Crank Pulley Removal

If you are reading this page because you are replacing a head gasket or some other repair where the timing belt must be pulled the cam sprocket you can probably skip this step since you don't have to completely remove the belt. If you are changing the timing belt for a new one it is recommended that you remove the crank pulley (a.k.a Harmonic Balancer) to make it easier to remove the lower timing cover. The crank pulley is held onto the lower timing gear by (6) 10mm bolts. In the very center of the crank pulley you will find a 21mm bolt, it is NOT necessary to remove this bolt Many people believe this bolt holds the crank pulley to the crank but it does not, if removed this bolt also needs to be torqued to 120 ft/lbs or you will damage the crank.
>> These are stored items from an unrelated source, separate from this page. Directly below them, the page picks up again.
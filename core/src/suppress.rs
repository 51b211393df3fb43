//! Failure categories and the policy deciding which of them are raised.
//!
//! # Design
//! Each category is a named flag on `Suppression`. Callers compose policies by
//! toggling flags individually, e.g. "never hide transport errors but accept a
//! missing created identifier". The client keeps one policy as its default
//! and every call may pass an override that replaces it for that call only.
//!
//! Protocol violations have no flag: they are always raised.

use std::fmt;

use serde::{Deserialize, Serialize};

/// A classified failure of one outbound call.
#[derive(Debug, Clone, Copy, PartialEq, Eq, Hash, Serialize, Deserialize)]
#[serde(rename_all = "snake_case")]
pub enum Category {
    /// No response was obtained (connection refused, timeout, ...).
    Transport,
    /// Status 400.
    BadRequest,
    /// Any other status outside 2xx that no other category names.
    HttpStatus,
    /// GET body declared as JSON but not parseable.
    InvalidJson,
    /// GET body parsed but is neither an object nor an array.
    UnexpectedShape,
    /// GET 2xx body carrying `{"error": {"message": ...}}`.
    EmbeddedError,
    /// Entity returned with a non-empty `removed` marker.
    EntityRemoved,
    /// POST succeeded without an `X-Created` header.
    MissingCreatedId,
    /// PUT answered with 303 See Other.
    SeeOther,
    /// DELETE answered 400 because the entity was already removed.
    AlreadyRemoved,
}

/// The broad family a category belongs to.
#[derive(Debug, Clone, Copy, PartialEq, Eq)]
pub enum Family {
    Transport,
    Application,
    AmbiguousSuccess,
}

impl Category {
    pub const ALL: [Category; 10] = [
        Category::Transport,
        Category::BadRequest,
        Category::HttpStatus,
        Category::InvalidJson,
        Category::UnexpectedShape,
        Category::EmbeddedError,
        Category::EntityRemoved,
        Category::MissingCreatedId,
        Category::SeeOther,
        Category::AlreadyRemoved,
    ];

    pub fn as_str(self) -> &'static str {
        match self {
            Category::Transport => "transport",
            Category::BadRequest => "bad_request",
            Category::HttpStatus => "http_status",
            Category::InvalidJson => "invalid_json",
            Category::UnexpectedShape => "unexpected_shape",
            Category::EmbeddedError => "embedded_error",
            Category::EntityRemoved => "entity_removed",
            Category::MissingCreatedId => "missing_created_id",
            Category::SeeOther => "see_other",
            Category::AlreadyRemoved => "already_removed",
        }
    }

    pub fn family(self) -> Family {
        match self {
            Category::Transport => Family::Transport,
            Category::MissingCreatedId | Category::SeeOther => Family::AmbiguousSuccess,
            _ => Family::Application,
        }
    }
}

impl fmt::Display for Category {
    fn fmt(&self, f: &mut fmt::Formatter<'_>) -> fmt::Result {
        f.write_str(self.as_str())
    }
}

/// Which categories are returned as degraded values instead of raised.
///
/// `Default` suppresses only the ambiguous-success categories: a POST without
/// a created identifier and a PUT answered with 303.
#[derive(Debug, Clone, Copy, PartialEq, Eq, Hash, Serialize, Deserialize)]
#[serde(default)]
pub struct Suppression {
    pub transport: bool,
    pub bad_request: bool,
    pub http_status: bool,
    pub invalid_json: bool,
    pub unexpected_shape: bool,
    pub embedded_error: bool,
    pub entity_removed: bool,
    pub missing_created_id: bool,
    pub see_other: bool,
    pub already_removed: bool,
}

impl Suppression {
    /// Raise everything.
    pub const NONE: Suppression = Suppression {
        transport: false,
        bad_request: false,
        http_status: false,
        invalid_json: false,
        unexpected_shape: false,
        embedded_error: false,
        entity_removed: false,
        missing_created_id: false,
        see_other: false,
        already_removed: false,
    };

    /// Degrade everything that can be degraded.
    pub const ALL: Suppression = Suppression {
        transport: true,
        bad_request: true,
        http_status: true,
        invalid_json: true,
        unexpected_shape: true,
        embedded_error: true,
        entity_removed: true,
        missing_created_id: true,
        see_other: true,
        already_removed: true,
    };

    pub fn suppresses(&self, category: Category) -> bool {
        *self.flag(category)
    }

    pub fn with(mut self, category: Category) -> Self {
        *self.flag_mut(category) = true;
        self
    }

    pub fn without(mut self, category: Category) -> Self {
        *self.flag_mut(category) = false;
        self
    }

    pub fn set(&mut self, category: Category, suppressed: bool) {
        *self.flag_mut(category) = suppressed;
    }

    /// The suppressed categories, in declaration order.
    pub fn categories(&self) -> Vec<Category> {
        Category::ALL.into_iter().filter(|c| self.suppresses(*c)).collect()
    }

    fn flag(&self, category: Category) -> &bool {
        match category {
            Category::Transport => &self.transport,
            Category::BadRequest => &self.bad_request,
            Category::HttpStatus => &self.http_status,
            Category::InvalidJson => &self.invalid_json,
            Category::UnexpectedShape => &self.unexpected_shape,
            Category::EmbeddedError => &self.embedded_error,
            Category::EntityRemoved => &self.entity_removed,
            Category::MissingCreatedId => &self.missing_created_id,
            Category::SeeOther => &self.see_other,
            Category::AlreadyRemoved => &self.already_removed,
        }
    }

    fn flag_mut(&mut self, category: Category) -> &mut bool {
        match category {
            Category::Transport => &mut self.transport,
            Category::BadRequest => &mut self.bad_request,
            Category::HttpStatus => &mut self.http_status,
            Category::InvalidJson => &mut self.invalid_json,
            Category::UnexpectedShape => &mut self.unexpected_shape,
            Category::EmbeddedError => &mut self.embedded_error,
            Category::EntityRemoved => &mut self.entity_removed,
            Category::MissingCreatedId => &mut self.missing_created_id,
            Category::SeeOther => &mut self.see_other,
            Category::AlreadyRemoved => &mut self.already_removed,
        }
    }
}

impl Default for Suppression {
    fn default() -> Self {
        Suppression::NONE
            .with(Category::MissingCreatedId)
            .with(Category::SeeOther)
    }
}

impl FromIterator<Category> for Suppression {
    fn from_iter<I: IntoIterator<Item = Category>>(iter: I) -> Self {
        iter.into_iter().fold(Suppression::NONE, Suppression::with)
    }
}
If you do unintentionally remove the bolt reinstall it with an impact gun, it is almost impossable to get it tight any other way.

Finally, Timing Belt Removal

With the crank pully removed you should be able to remove the 10mm bolts holding the lower timing cover on easily. Once loose the cover should pull right off. To loosen the belt locate the tensioner pulley, this should be the one closer to the passenger side of the engine and should have a spring attached to it. Loosen it using a 14mm wrench or socket. The tensioner pulley will slide over and starting from the tensioner working clockwise you should now be able to fully remove the belt.

Timing Belt Installation

Now for those famous words you all like to hear. To install the timing sprocket just repeat all of the removal steps in reverse. I can think of a few book authors who should be fired for statements like that, lol!! Ok, now is where a little bit of skill comes into play. Install the belt over the lower timing gear and hold it up through the center of the tensioner and idler pulley. Place you're lower timing cover back on and tighten down the 10mm bolts which hold it in place. Now remember that timing mark I recommended you paint with the white out marker? Turn the crank around until that lines up with the TDC mark on the lower timing cover perfectly. Now using the 17mm bolt on the cam turn the cam sprocket around until the #1 lines up with the pointer above it.

While using one hand on the left side of the belt to hold tension slowly work the right side around the water pump and idler gear up to the cam sprocket. Pull the belt tight and line it up onto the cam sprocket, work it around to the left but only keep the belt about half way on the cam gear. Now you can route the belt behind the belt tensioner and hold it snug with you're left hand on the tensioner. With you're right hand push the belt the rest of the way on the cam sprocket and tighten the 14mm bolt on the tensioner. Turn the engine around clockwise few turns to pull the belt tight, loosen the tensioner push it snug and retighten it. You should now be ready to check that you installed the belt properly.

Checking Your Work

Remember your math teacher nagging you about checking you're work in high school? Well here is the practicle application, lol. If the belt is not installed properly there is no point in putting everything back together yet. You will just end up frustrated when you're truck still doesn't run and you'll end up taking it back appart, paying somebody to do it again, or selling your truck. Many Mazdatruckin members have baught a good truck cheap because a previous owner couldn't get the engine timed properly and decided to sell it. With the #1 on the cam sprocket pointed up turn the engine around Two full rotations until the timing mark on the crank pulley is exactly on the TDC mark. If the belt was installed properly #1 on the cam sprocket will also be lined up perfectly with the pointer above it. If #1 on the cam is slightly before or slightly after the pointer then the timing is off by one tooth.

Finished

Now that you know you're belt is timed right you can reinstall the belt tensioner spring if you wish. I usually do not reinstall the spring, it is only there as a precaution in case the 14mm bolt loosens. More than once this spring has came off on one of my engines causing major damage to the timing belt, tensioner, or idler pulley. I would rather remove the upper timing cover once a year and check the bolt. The upper timing cover can go back on and you can reinstall the alternator bracket, belts, fan and any other pieces you removed at the beginning.